Avi Pazner : Yitzhak Shamir était un homme politique comme on n’en fait plus : courageux, trèshonnête et aussi très direct, une extraordinaire personnalité qui agissait en fonction des profondes convictions qui l’animaient. Ce n’était pas un grand communicant mais il savait monter au créneau pour défendre ses positions. Il a également su prendre des décisions difficiles lorsque les circonstances l’exigeaient. Il me semble que ce n’est que maintenant, avec le recul de l’Histoire, que nous saisissons réellement sa grandeur et la portée décisive de ce qu’il a fait pour l’État d’Israël. Il a longtemps pâti d’une image assez terne qui ne rend pas justice à l’importance de sa contribution ; Il faut dire qu’il était arrivé au pouvoir juste après le flamboyant Mena'hem Begin, ce qui ne l’a pas aidé.
Quels sont, selon vous, les aspects les plus marquants de ses années au
pouvoir ?
Je retiens essentiellement trois grands points. Tout d’abord, l’idéal d’union nationale auquel il aspirait. Cet homme profondément de droite a recherché l’union avec la gauche. En dépit du fait qu’il n’appréciait pas du tout Shimon Peres, il a su bâtir un gouvernement d’union nationale qui a fonctionné pendant six ans. Le deuxième point est son combat pour l’Alyah des Juifs d’Union soviétique dans les années 1980, une cause qui le préoccupait jour et nuit, et pour laquelle il n’a pas hésité à mener une difficile confrontation avec la puissante communauté juive américaine, dont Israël dépendait beaucoup à l’époque. Le point de friction résidait dans le fait que les États-Unis voulaient accorder le statut de réfugiés politiques aux Juifs d’URSS, tandis que Yitzhak Shamir considérait que leur place était en Israël. « Un juif ne peut être un réfugié car il a désormais une patrie », disait-il. Et il n’a pas renoncé, jusqu’à ce que son rêve se réalise avec l’Alyah d’un million de Juifs d’Union soviétique qui ont changé la face du pays. Le troisième point montre sa capacité à prendre des décisions difficiles : lors de la Première Guerre du Golfe, il avait donné l’ordre à l’aviation de riposter à l’attaque sans précédent, par des missiles Scud, de Saddam Hussein contre Israël. Mais à la veille de l’attaque, et alors que tous ses instincts d’ancien commandant du Le'hi lui dictaient le contraire, il a su écouter les arguments du président américain George Bush en faveur de la retenue et compris qu’une riposte israélienne compromettrait la victoire de la coalition menée par les États-Unis contre l’Irak.

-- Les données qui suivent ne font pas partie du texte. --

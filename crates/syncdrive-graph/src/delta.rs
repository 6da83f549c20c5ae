//! Microsoft Graph Delta API for incremental synchronization
//!
//! Implements the delta query pattern for OneDrive, which provides efficient
//! incremental sync by returning only items that have changed since the last
//! query.
//!
//! ## Delta Query Flow
//!
//! 1. **Initial sync**: call [`get_delta_page`] with `token = None` to get the
//!    first page of all items.
//! 2. **Follow pages**: as long as the returned [`DeltaPage`] carries a
//!    `next_link`, the caller re-queries with the *same* token; this module
//!    follows that link directly when given one, rather than re-deriving it.
//! 3. **Save token**: the final page carries `delta_token`, the token for the
//!    next sync cycle.

use anyhow::Context;
use chrono::{DateTime, Utc};
use reqwest::Method;
use serde::Deserialize;
use tracing::{debug, warn};

use syncdrive_core::domain::{CTag, DeltaToken, ETag, FileHash, ItemId};
use syncdrive_core::ports::cloud_provider::{DeltaPage, ProviderError, RemoteItem};

use crate::client::{map_response_error, GraphClient};

/// Path for the delta endpoint relative to the Graph API base URL.
const DELTA_PATH: &str = "/me/drive/root/delta";

// ============================================================================
// Microsoft Graph API response types (JSON deserialization)
// ============================================================================

/// Raw response from the Microsoft Graph delta API.
///
/// See: <https://learn.microsoft.com/en-us/graph/api/driveitem-delta>
#[derive(Debug, Deserialize)]
struct GraphDeltaResponse {
    #[serde(default)]
    value: Vec<GraphDriveItem>,

    #[serde(rename = "@odata.nextLink")]
    next_link: Option<String>,

    #[serde(rename = "@odata.deltaLink")]
    delta_link: Option<String>,
}

#[derive(Debug, Deserialize)]
#[serde(rename_all = "camelCase")]
pub(crate) struct GraphDriveItem {
    pub(crate) id: String,
    #[serde(default)]
    pub(crate) name: String,
    pub(crate) size: Option<u64>,
    pub(crate) last_modified_date_time: Option<DateTime<Utc>>,
    #[serde(rename = "eTag")]
    pub(crate) e_tag: Option<String>,
    #[serde(rename = "cTag")]
    pub(crate) c_tag: Option<String>,
    pub(crate) parent_reference: Option<GraphParentReference>,
    pub(crate) file: Option<GraphFileFacet>,
    pub(crate) folder: Option<GraphFolderFacet>,
    pub(crate) deleted: Option<GraphDeletedFacet>,
}

#[derive(Debug, Deserialize)]
#[serde(rename_all = "camelCase")]
pub(crate) struct GraphParentReference {
    pub(crate) id: Option<String>,
}

#[derive(Debug, Deserialize)]
pub(crate) struct GraphFileFacet {
    pub(crate) hashes: Option<GraphHashes>,
}

#[derive(Debug, Deserialize)]
#[serde(rename_all = "camelCase")]
pub(crate) struct GraphHashes {
    quick_xor_hash: Option<String>,
}

#[derive(Debug, Deserialize)]
#[serde(rename_all = "camelCase")]
pub(crate) struct GraphFolderFacet {
    #[allow(dead_code)]
    child_count: Option<u64>,
}

#[derive(Debug, Deserialize)]
pub(crate) struct GraphDeletedFacet {
    #[allow(dead_code)]
    state: Option<String>,
}

/// Converts a Graph drive item into the port-level [`RemoteItem`].
///
/// Items with an empty id are dropped (returns `None`) rather than failing
/// the whole page; a malformed quickXorHash is treated as "no hash" rather
/// than an error since hash is advisory for folders and some file types.
pub(crate) fn item_to_remote_item(item: GraphDriveItem) -> Option<RemoteItem> {
    let item_id = ItemId::new(item.id).ok()?;
    let is_folder = item.folder.is_some();
    let is_deleted = item.deleted.is_some();

    let hash = item
        .file
        .as_ref()
        .and_then(|f| f.hashes.as_ref())
        .and_then(|h| h.quick_xor_hash.clone())
        .and_then(|h| FileHash::new(h).ok());

    let parent_id = item
        .parent_reference
        .as_ref()
        .and_then(|pr| pr.id.clone())
        .and_then(|id| ItemId::new(id).ok());

    let etag = item.e_tag.and_then(|t| ETag::new(t).ok());
    let ctag = item.c_tag.and_then(|t| CTag::new(t).ok());

    Some(RemoteItem {
        item_id,
        parent_id,
        name: item.name,
        is_folder,
        size: item.size.unwrap_or(0),
        hash,
        modified: item.last_modified_date_time,
        etag,
        ctag,
        is_deleted,
    })
}

fn parse_response(response: GraphDeltaResponse) -> DeltaPage {
    let items = response
        .value
        .into_iter()
        .filter_map(item_to_remote_item)
        .collect();

    let delta_token = response
        .delta_link
        .as_deref()
        .and_then(extract_delta_token)
        .and_then(|t| DeltaToken::new(t).ok());

    DeltaPage {
        items,
        next_link: response.next_link,
        delta_token,
    }
}

/// Extracts the delta token value from a delta link URL.
///
/// The delta link is a full URL like:
/// `https://graph.microsoft.com/v1.0/me/drive/root/delta?token=...`
pub(crate) fn extract_delta_token(delta_link: &str) -> Option<String> {
    url::Url::parse(delta_link).ok().and_then(|u| {
        u.query_pairs()
            .find(|(key, _)| key == "token")
            .map(|(_, value)| value.into_owned())
    })
}

/// Fetches one page of delta results.
///
/// `resume_link`, when present, is an absolute `@odata.nextLink` URL and
/// takes priority over `token` (which only seeds the very first request of
/// a sync cycle).
pub async fn get_delta_page(
    client: &GraphClient,
    token: Option<&DeltaToken>,
    resume_link: Option<&str>,
) -> Result<DeltaPage, ProviderError> {
    let http_response = if let Some(link) = resume_link {
        debug!(link, "following delta nextLink");
        client
            .client()
            .get(link)
            .bearer_auth(client.access_token())
            .send()
            .await
            .map_err(|e| ProviderError::Transport(e.to_string()))?
    } else {
        let path = match token {
            Some(t) => format!("{DELTA_PATH}?token={}", t.as_str()),
            None => DELTA_PATH.to_string(),
        };
        debug!(has_token = token.is_some(), "starting delta query");
        client
            .request(Method::GET, &path)
            .send()
            .await
            .map_err(|e| ProviderError::Transport(e.to_string()))?
    };

    let status = http_response.status();
    if status == reqwest::StatusCode::GONE {
        return Err(ProviderError::Gone);
    }
    if !status.is_success() {
        let body = http_response.text().await.unwrap_or_default();
        return Err(map_response_error(status, None, body));
    }

    let raw: GraphDeltaResponse = http_response
        .json()
        .await
        .context("failed to parse delta response")
        .map_err(|e| ProviderError::ServerError(e.to_string()))?;

    let page = parse_response(raw);
    if page.next_link.is_none() && page.delta_token.is_none() {
        warn!("delta query completed without a deltaLink; next sync may require full re-scan");
    }
    Ok(page)
}

#[cfg(test)]
mod tests {
    use super::*;

    #[test]
    fn parses_file_item() {
        let graph_item = GraphDriveItem {
            id: "file-001".to_string(),
            name: "report.pdf".to_string(),
            size: Some(524_288),
            last_modified_date_time: Some("2025-07-01T14:00:00Z".parse().unwrap()),
            e_tag: Some("\"etag1\"".to_string()),
            c_tag: Some("\"ctag1\"".to_string()),
            parent_reference: Some(GraphParentReference {
                id: Some("parent-001".to_string()),
            }),
            file: Some(GraphFileFacet {
                hashes: Some(GraphHashes {
                    quick_xor_hash: Some("AAAAAAAAAAAAAAAAAAAAAAAAAAA=".to_string()),
                }),
            }),
            folder: None,
            deleted: None,
        };

        let item = item_to_remote_item(graph_item).unwrap();
        assert_eq!(item.item_id.as_str(), "file-001");
        assert_eq!(item.name, "report.pdf");
        assert_eq!(item.size, 524_288);
        assert!(item.hash.is_some());
        assert!(!item.is_folder);
        assert!(!item.is_deleted);
        assert_eq!(item.parent_id.unwrap().as_str(), "parent-001");
    }

    #[test]
    fn parses_folder_item() {
        let graph_item = GraphDriveItem {
            id: "folder-001".to_string(),
            name: "Photos".to_string(),
            size: Some(0),
            last_modified_date_time: None,
            e_tag: None,
            c_tag: None,
            parent_reference: Some(GraphParentReference {
                id: Some("root-id".to_string()),
            }),
            file: None,
            folder: Some(GraphFolderFacet { child_count: Some(5) }),
            deleted: None,
        };

        let item = item_to_remote_item(graph_item).unwrap();
        assert!(item.is_folder);
        assert!(item.hash.is_none());
    }

    #[test]
    fn parses_deleted_item() {
        let graph_item = GraphDriveItem {
            id: "deleted-001".to_string(),
            name: "old.txt".to_string(),
            size: None,
            last_modified_date_time: None,
            e_tag: None,
            c_tag: None,
            parent_reference: None,
            file: None,
            folder: None,
            deleted: Some(GraphDeletedFacet { state: Some("deleted".to_string()) }),
        };

        let item = item_to_remote_item(graph_item).unwrap();
        assert!(item.is_deleted);
        assert!(item.parent_id.is_none());
    }

    #[test]
    fn drops_item_with_empty_id() {
        let graph_item = GraphDriveItem {
            id: String::new(),
            name: "weird.txt".to_string(),
            size: None,
            last_modified_date_time: None,
            e_tag: None,
            c_tag: None,
            parent_reference: None,
            file: None,
            folder: None,
            deleted: None,
        };

        assert!(item_to_remote_item(graph_item).is_none());
    }

    #[test]
    fn malformed_hash_is_dropped_not_fatal() {
        let graph_item = GraphDriveItem {
            id: "x".to_string(),
            name: "x.txt".to_string(),
            size: Some(1),
            last_modified_date_time: None,
            e_tag: None,
            c_tag: None,
            parent_reference: None,
            file: Some(GraphFileFacet {
                hashes: Some(GraphHashes {
                    quick_xor_hash: Some("not-valid-base64!!".to_string()),
                }),
            }),
            folder: None,
            deleted: None,
        };

        let item = item_to_remote_item(graph_item).unwrap();
        assert!(item.hash.is_none());
    }

    #[test]
    fn extracts_delta_token() {
        let link = "https://graph.microsoft.com/v1.0/me/drive/root/delta?token=abc123xyz";
        assert_eq!(extract_delta_token(link), Some("abc123xyz".to_string()));
    }

    #[test]
    fn extracts_delta_token_missing() {
        let link = "https://graph.microsoft.com/v1.0/me/drive/root/delta";
        assert_eq!(extract_delta_token(link), None);
    }

    #[test]
    fn delta_path_without_token() {
        assert_eq!(DELTA_PATH, "/me/drive/root/delta");
    }
}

Vous souvenez-vous d’une anecdote particulière qui reflète sa personnalité ?
Comme je l’ai dit, Shamir était taciturne et mauvais orateur. Je l’ai connu en 1981, alors que j’étais jeune conseiller à l’ambassade d’Israël à Washington. Lui venait tout juste d’être nommé ministre des Affaires étrangères. Alors qu’il effectuait sa première visite aux États-Unis, j’ai pris l’initiative d’organiser une grande conférence de presse à Washington afin que l’opinion publique américaine le connaisse. Tout le gratin des médias était présent. Un premier journaliste a alors posé une question à Shamir et celui-ci a répondu laconiquement : « Oui ». À la seconde question posée par un autre journaliste, il a répondu : « Non ». À la troisième, il a dit : « No comment » – et ainsi de suite jusqu’à la fin. J’étais décomposé. Tous les journalistes sont repartis furieux. C’est alors que Shamir est venu vers moi et m’a dit, très satisfait : « Monsieur Pazner, vous avez vu comme j’ai réussi à éviter tous les pièges que ces journalistes me tendaient ? » Et moi de lui répondre : « Avec tout le respect que je vous dois, Monsieur le ministre, nous avons manqué ici une belle occasion d’expliquer la réalité et la politique israéliennes. » Les collaborateurs de Shamir m’ont regardé comme si j’étais suicidaire. Lui-même m’a dit alors : « J’aimerais vous parler, venez me voir demain matin à mon hôtel. » J’étais évidemment très inquiet, persuadé que j’allais être renvoyé sans ménagement pour mon impertinence. Mais à ma grande surprise, lorsque je suis allé le voir le lendemain, il m’a dit qu’il avait beaucoup apprécié mon courage et qu’il pensait que ma remarque était tout à fait justifiée, et il m’a proposé de devenir le porte-parole de son ministère, en m’expliquant qu’il était particulièrement mal à l’aise face aux médias et qu’il souhaitait que je le conseille. « Voyez-vous, m’a-t-il dit, j’ai commandé le Le'hi et j’ai passé vingt ans au Mossad. J’ai toujours vécu dans l’ombre, dans la clandestinité, et j’ai dû apprendre à me méfier des médias. Mais je comprends qu’il me faut désormais apprendre à travailler avec et non contre eux. » Lorsque je lui ai demandé quelques jours pour y réfléchir, il a rétorqué : « Aucun problème, à condition que vous disiez oui ! » Cette histoire illustre la manière dont il prenait sa mission à cœur et sa volonté de faire de son mieux pour servir son pays. À la fin de son mandat au ministère des Affaires étrangères, il avait d’ailleurs fait d’énormes progrès en communication.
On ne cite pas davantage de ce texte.